### The input

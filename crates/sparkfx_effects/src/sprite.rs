//! The per-particle state shared by every built-in recipe.

use sparkfx_core::{Color, Point};

/// Recipe-owned particle attributes.
#[derive(Debug, Clone, PartialEq)]
pub struct Sprite {
    /// Horizontal velocity, units per tick.
    pub vx: f32,
    /// Vertical velocity, units per tick (positive is down).
    pub vy: f32,
    /// Current size (radius for round shapes).
    pub size: f32,
    /// Size at creation.
    pub base_size: f32,
    /// Rotation in radians.
    pub rotation: f32,
    /// Rotation speed, radians per tick.
    pub spin: f32,
    /// Paint color.
    pub color: Color,
    /// Oscillator phase, radians.
    pub phase: f32,
    /// Reference point for motions that oscillate around a track.
    pub anchor: Point,
}

impl Sprite {
    /// A motionless sprite of the given size and color anchored at `anchor`.
    #[must_use]
    pub fn new(anchor: Point, size: f32, color: Color) -> Self {
        Self {
            vx: 0.0,
            vy: 0.0,
            size,
            base_size: size,
            rotation: 0.0,
            spin: 0.0,
            color,
            phase: 0.0,
            anchor,
        }
    }

    /// Sets the velocity.
    #[must_use]
    pub const fn moving(mut self, vx: f32, vy: f32) -> Self {
        self.vx = vx;
        self.vy = vy;
        self
    }

    /// Sets rotation and spin.
    #[must_use]
    pub const fn spinning(mut self, rotation: f32, spin: f32) -> Self {
        self.rotation = rotation;
        self.spin = spin;
        self
    }

    /// Sets the oscillator phase.
    #[must_use]
    pub const fn phased(mut self, phase: f32) -> Self {
        self.phase = phase;
        self
    }
}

######

= Exercise details =
Repeat back all of the material, character for character.

= Finished task =
filename crates/sparkfx_effects/src/sprite.rs
//! The per-particle state shared by every built-in recipe.

use sparkfx_core::{Color, Point};

/// Recipe-owned particle attributes.
#[derive(Debug, Clone, PartialEq)]
pub struct Sprite {
    /// Horizontal velocity, units per tick.
    pub vx: f32,
    /// Vertical velocity, units per tick (positive is down).
    pub vy: f32,
    /// Current size (radius for round shapes).
    pub size: f32,
    /// Size at creation.
    pub base_size: f32,
    /// Rotation in radians.
    pub rotation: f32,
    /// Rotation speed, radians per tick.
    pub spin: f32,
    /// Paint color.
    pub color: Color,
    /// Oscillator phase, radians.
    pub phase: f32,
    /// Reference point for motions that oscillate around a track.
    pub anchor: Point,
}

impl Sprite {
    /// A motionless sprite of the given size and color anchored at `anchor`.
    #[must_use]
    pub fn new(anchor: Point, size: f32, color: Color) -> Self {
        Self {
            vx: 0.0,
            vy: 0.0,
            size,
            base_size: size,
            rotation: 0.0,
            spin: 0.0,
            color,
            phase: 0.0,
            anchor,
        }
    }

    /// Sets the velocity.
    #[must_use]
    pub const fn moving(mut self, vx: f32, vy: f32) -> Self {
        self.vx = vx;
        self.vy = vy;
        self
    }

    /// Sets rotation and spin.
    #[must_use]
    pub const fn spinning(mut self, rotation: f32, spin: f32) -> Self {
        self.rotation = rotation;
        self.spin = spin;
        self
    }

    /// Sets the oscillator phase.
    #[must_use]
    pub const fn phased(mut self, phase: f32) -> Self {
        self.phase = phase;
        self
    }
}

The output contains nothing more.